As we remember the thousands lost on 9/11, and the tough, terrible sacrifices made by U.S. service members in the years to follow, 230 years ago people in our area were making terrible sacrifices of their own.
In 1781 the American Revolution was in its sixth year. By this time in September, General George Washington and his French counterpart, General Rochambeau, had just left Mount Vernon for Yorktown, where they hoped to lay siege to British and Hessian forces encamped there.
Losses suffered by the Americans during the Revolution were proportionately staggering. Approximately 25,000 men had died while serving in the Continental Army. That was equivalent to one percent of the total population of the original 13 states. Another 25,000 troops had been wounded.
By way of comparison, we have lost less than one-thousandth of one percent of our population to combat deaths since 9/11.
Great swaths of the American countryside lay in utter ruin at this point in the Revolution. This was especially true in the south, where the Carolinas and Virginia had seen some of the heaviest fighting. It is hard for us to imagine such widespread destruction in these areas today.
This past weekend, the Mount Vernon Estate sought to bring some of these events to life for a 21st Century audience. On two perfect late summer days, George Washington’s home hosted Revolutionary War re-enactors from across America. Visitors from around the world could see for themselves what a Revolutionary War encampment looked like.
Continental soldiers drilled and executed authentic combat maneuvers. Cavalrymen spurred their horses over hills and the infantry, dressed in blue as well as in multi-colored uniforms, fired muskets at an unseen enemy. The cannon fire of the artillery mingled with the reports of the muskets to produce sharp, unnerving echoes. At times, smoke engulfed the mock battlefield. The sounds, sights, and smells of the re-enactment could only hint at the din and confusion of a true Revolutionary War battlefield, yet they made it possible for us to begin to imagine what it must have been like for the earliest American patriots to stand before the British Redcoats and defy the power they represented.

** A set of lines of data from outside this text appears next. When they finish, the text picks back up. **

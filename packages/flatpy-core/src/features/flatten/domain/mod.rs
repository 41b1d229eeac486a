//! Flattening Domain - the rewrite pass port

use crate::errors::Result;
use crate::shared::models::Program;

/// A program-to-program rewrite that removes expression nesting while
/// preserving evaluation order and observable behavior.
pub trait FlattenPass {
    fn run(&mut self, program: &Program) -> Result<Program>;
}
#[cfg(test)]
mod tests {
    use super::*;
    use crate::features::bridge::infrastructure::python_parser::PythonParser;
    use crate::shared::models::Literal;
    use pretty_assertions::assert_eq;

    fn flatten_source(source: &str) -> Program {
        let mut parser = PythonParser::new().unwrap();
        let program = parser.parse(source).unwrap();
        Flattener::default().flatten_program(&program).unwrap()
    }

    fn is_atomic_operands(expr: &Expr) -> bool {
        let children: Vec<&Expr> = match expr {
            Expr::Call {
                func,
                args,
                keywords,
            } => {
                let mut v = vec![func.as_ref()];
                for a in args {
                    match a {
                        Expr::Starred(inner) => v.push(inner.as_ref()),
                        other => v.push(other),
                    }
                }
                v.extend(keywords.iter().map(|k| &k.value));
                v
            }
            Expr::BinOp { left, right, .. }
            | Expr::BoolOp { left, right, .. }
            | Expr::Compare { left, right, .. } => vec![left.as_ref(), right.as_ref()],
            Expr::UnaryOp { operand, .. } => vec![operand.as_ref()],
            Expr::Attribute { value, .. } => vec![value.as_ref()],
            // The index is flattened in direct mode, so its top node may
            // itself stay composite; recurse instead
            Expr::Subscript { value, index } => {
                return value.is_singleton() && is_atomic_operands(index);
            }
            Expr::Starred(inner) => vec![inner.as_ref()],
            Expr::Tuple(items) | Expr::List(items) => items
                .iter()
                .map(|item| match item {
                    Expr::Starred(inner) => inner.as_ref(),
                    other => other,
                })
                .collect(),
            Expr::Name(_) | Expr::Constant(_) | Expr::FString(_) => return true,
        };
        children.iter().all(|c| c.is_singleton())
    }

    fn assert_block_atomic(body: &[Stmt]) {
        for stmt in body {
            match stmt {
                Stmt::Assign { value, .. } | Stmt::Expr { value } => {
                    assert!(
                        is_atomic_operands(value),
                        "non-atomic operands in {value:?}"
                    );
                }
                Stmt::Return { value: Some(value) } => {
                    assert!(value.is_singleton(), "return value not atomic: {value:?}");
                }
                Stmt::FunctionDef(def) => assert_block_atomic(&def.body),
                _ => {}
            }
        }
    }

    #[test]
    fn test_singleton_idempotence() {
        for source in ["x", "42", "\"s\""] {
            let flat = flatten_source(source);
            assert_eq!(flat.body.len(), 1, "no statements may be emitted for {source}");
            assert!(matches!(&flat.body[0], Stmt::Expr { value } if value.is_singleton()));
        }
    }

    #[test]
    fn test_order_preservation_for_nested_calls() {
        let flat = flatten_source("r = f(g(), h())");
        // g() result first, then h(), then the call bound to r
        assert_eq!(flat.body.len(), 3);
        match &flat.body[0] {
            Stmt::Assign { targets, value } => {
                assert_eq!(targets[0], Expr::Name("__flat_1".to_string()));
                assert!(matches!(value, Expr::Call { func, .. } if func.as_name() == Some("g")));
            }
            other => panic!("expected assign, got {other:?}"),
        }
        match &flat.body[1] {
            Stmt::Assign { targets, value } => {
                assert_eq!(targets[0], Expr::Name("__flat_2".to_string()));
                assert!(matches!(value, Expr::Call { func, .. } if func.as_name() == Some("h")));
            }
            other => panic!("expected assign, got {other:?}"),
        }
        match &flat.body[2] {
            Stmt::Assign { targets, value } => {
                assert_eq!(targets[0], Expr::Name("r".to_string()));
                match value {
                    Expr::Call { func, args, .. } => {
                        assert_eq!(func.as_name(), Some("f"));
                        assert_eq!(
                            args,
                            &vec![
                                Expr::Name("__flat_1".to_string()),
                                Expr::Name("__flat_2".to_string())
                            ]
                        );
                    }
                    other => panic!("expected call, got {other:?}"),
                }
            }
            other => panic!("expected assign, got {other:?}"),
        }
    }

    #[test]
    fn test_atomicity_of_deeply_nested_expression() {
        let flat = flatten_source("r = f(a + g(b * c), h(d)[e].attr)");
        assert_block_atomic(&flat.body);
    }

    #[test]
    fn test_temporary_uniqueness() {
        let mut parser = PythonParser::new().unwrap();
        let program = parser.parse("r = f(g(a + b), h(c * d), k())").unwrap();
        let mut flattener = Flattener::default();
        let flat = flattener.flatten_program(&program).unwrap();

        let mut seen = std::collections::HashSet::new();
        for stmt in &flat.body {
            if let Stmt::Assign { targets, .. } = stmt {
                if let Some(name) = targets[0].as_name() {
                    if name.starts_with("__flat_") {
                        assert!(seen.insert(name.to_string()), "temporary {name} reused");
                    }
                }
            }
        }
        assert_eq!(seen.len(), flattener.temp_count());
    }

    #[test]
    fn test_assignment_normalization_fan_out() {
        let flat = flatten_source("a = b = f(x)");
        // <t2> = f(x); a = <t2>; b = <t2> -- f evaluated exactly once
        assert_eq!(flat.body.len(), 3);
        let holder = match &flat.body[0] {
            Stmt::Assign { targets, value } => {
                assert!(matches!(value, Expr::Call { .. }));
                targets[0].as_name().unwrap().to_string()
            }
            other => panic!("expected assign, got {other:?}"),
        };
        assert!(holder.starts_with("__flat_"));
        assert_eq!(
            flat.body[1],
            Stmt::Assign {
                targets: vec![Expr::Name("a".to_string())],
                value: Expr::Name(holder.clone()),
            }
        );
        assert_eq!(
            flat.body[2],
            Stmt::Assign {
                targets: vec![Expr::Name("b".to_string())],
                value: Expr::Name(holder),
            }
        );
        // only one call survives
        let calls = flat
            .body
            .iter()
            .filter(|s| matches!(s, Stmt::Assign { value: Expr::Call { .. }, .. }))
            .count();
        assert_eq!(calls, 1);
    }

    #[test]
    fn test_augmented_assign_desugaring() {
        let flat = flatten_source("x += y");
        assert_eq!(
            flat.body,
            vec![Stmt::Assign {
                targets: vec![Expr::Name("x".to_string())],
                value: Expr::BinOp {
                    op: crate::shared::models::BinOp::Add,
                    left: Box::new(Expr::Name("x".to_string())),
                    right: Box::new(Expr::Name("y".to_string())),
                },
            }]
        );
    }

    #[test]
    fn test_augmented_assign_hoists_composite_value() {
        let flat = flatten_source("x -= f(y)");
        assert_eq!(flat.body.len(), 2);
        assert!(
            matches!(&flat.body[0], Stmt::Assign { targets, value: Expr::Call { .. } }
                if targets[0].as_name() == Some("__flat_1"))
        );
        assert!(matches!(&flat.body[1], Stmt::Assign { targets, value: Expr::BinOp { .. } }
            if targets[0].as_name() == Some("x")));
    }

    #[test]
    fn test_ann_assign_becomes_plain_assign() {
        let flat = flatten_source("x: int = f(y)");
        assert_eq!(flat.body.len(), 1);
        assert!(matches!(&flat.body[0], Stmt::Assign { targets, value: Expr::Call { .. } }
            if targets[0].as_name() == Some("x")));
    }

    #[test]
    fn test_return_value_is_hoisted() {
        let flat = flatten_source("def diff(a, b):\n    return abs(a - b)\n");
        let def = match &flat.body[0] {
            Stmt::FunctionDef(def) => def,
            other => panic!("expected function, got {other:?}"),
        };
        // t1 = a - b; t2 = abs(t1); return t2
        assert_eq!(def.body.len(), 3);
        assert!(matches!(&def.body[0], Stmt::Assign { value: Expr::BinOp { .. }, .. }));
        assert!(matches!(&def.body[1], Stmt::Assign { value: Expr::Call { .. }, .. }));
        assert!(matches!(&def.body[2], Stmt::Return { value: Some(v) } if v.is_singleton()));
    }

    #[test]
    fn test_nested_block_gets_its_own_insertion_target() {
        let flat = flatten_source("def f(a):\n    return g(h(a))\nr = k(m())\n");
        // module-level hoists stay at module level, function hoists inside
        let def = match &flat.body[0] {
            Stmt::FunctionDef(def) => def,
            other => panic!("expected function, got {other:?}"),
        };
        assert!(def.body.len() >= 2);
        assert!(flat.body.len() >= 2);
        assert_block_atomic(&flat.body);
    }

    #[test]
    fn test_subscript_base_hoisted_index_flattened() {
        let flat = flatten_source("r = f(a)[g(i) + 1]");
        assert_block_atomic(&flat.body);
        // final statement keeps the subscript inline on the RHS
        assert!(matches!(
            flat.body.last().unwrap(),
            Stmt::Assign { value: Expr::Subscript { .. }, .. }
        ));
    }

    #[test]
    fn test_starred_argument_wrapper_is_kept() {
        let flat = flatten_source("r = f(*g(xs))");
        let last = flat.body.last().unwrap();
        match last {
            Stmt::Assign { value: Expr::Call { args, .. }, .. } => match &args[0] {
                Expr::Starred(inner) => assert!(inner.is_singleton()),
                other => panic!("expected starred arg, got {other:?}"),
            },
            other => panic!("expected call assign, got {other:?}"),
        }
    }

    #[test]
    fn test_starred_list_element_wrapper_is_kept() {
        // `*rest` must survive as a spread element, never be bound whole
        let flat = flatten_source("xs = [1, *rest]");
        assert_eq!(flat.body.len(), 1);
        match &flat.body[0] {
            Stmt::Assign { value: Expr::List(items), .. } => {
                assert_eq!(
                    items[1],
                    Expr::Starred(Box::new(Expr::Name("rest".to_string())))
                );
            }
            other => panic!("expected list assign, got {other:?}"),
        }
    }

    #[test]
    fn test_starred_collection_element_hoists_inner_value() {
        let flat = flatten_source("xs = (1, *g(ys))");
        assert_eq!(flat.body.len(), 2);
        assert!(matches!(
            &flat.body[0],
            Stmt::Assign { targets, value: Expr::Call { .. } }
                if targets[0] == Expr::Name("__flat_1".to_string())
        ));
        match &flat.body[1] {
            Stmt::Assign { value: Expr::Tuple(items), .. } => {
                assert_eq!(
                    items[1],
                    Expr::Starred(Box::new(Expr::Name("__flat_1".to_string())))
                );
            }
            other => panic!("expected tuple assign, got {other:?}"),
        }
        assert_block_atomic(&flat.body);
    }

    #[test]
    fn test_keyword_argument_values_hoisted() {
        let flat = flatten_source("r = f(k=g(x))");
        match flat.body.last().unwrap() {
            Stmt::Assign { value: Expr::Call { keywords, .. }, .. } => {
                assert_eq!(keywords[0].arg, "k");
                assert!(keywords[0].value.is_singleton());
            }
            other => panic!("expected call assign, got {other:?}"),
        }
    }

    #[test]
    fn test_unsupported_control_flow_fails_fast() {
        let mut parser = PythonParser::new().unwrap();
        let program = parser.parse("if x:\n    y = 1\n").unwrap();
        let err = Flattener::default().flatten_program(&program).unwrap_err();
        match err {
            FlatpyError::Unsupported(kind) => assert!(kind.contains("if_statement")),
            other => panic!("expected unsupported construct, got {other:?}"),
        }
    }

    #[test]
    fn test_original_program_not_mutated() {
        let mut parser = PythonParser::new().unwrap();
        let program = parser.parse("r = f(g())").unwrap();
        let before = program.clone();
        let _ = Flattener::default().flatten_program(&program).unwrap();
        assert_eq!(program, before);
    }

    #[test]
    fn test_counter_is_monotonic_across_calls() {
        let mut flattener = Flattener::default();
        let first = flattener.new_temp();
        let second = flattener.new_temp();
        assert_eq!(first.as_name(), Some("__flat_1"));
        assert_eq!(second.as_name(), Some("__flat_2"));
    }

    #[test]
    fn test_constant_operands_stay_inline() {
        let flat = flatten_source("r = 1 + 2");
        assert_eq!(
            flat.body,
            vec![Stmt::Assign {
                targets: vec![Expr::Name("r".to_string())],
                value: Expr::BinOp {
                    op: crate::shared::models::BinOp::Add,
                    left: Box::new(Expr::Constant(Literal::Int(1))),
                    right: Box::new(Expr::Constant(Literal::Int(2))),
                },
            }]
        );
    }
}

What is most striking about the American Revolutionary campaign is the degree of uncertainty that confronted Washington and his troops. Neither they nor their French allies had any idea how their march to Yorktown would turn out. Yet they took the risk and embarked on an arduous journey that ended in a decisive victory at Yorktown and led, two years later, to Great Britain recognizing the United States as a free and independent country.
Yorktown proved to be the decisive turning point for General Washington’s army. That victory helped unify the country after the arduous struggles of the American Revolution.
We glimpsed that same spirit of American unity this past weekend, when our nation honored the memory of those who died on 9/11. Let us hope that moment is not a fleeting one.
Cedric Leighton lives in Lorton and is the Founder and President of Cedric Leighton Associates, a Washington area strategic risk and management consultancy.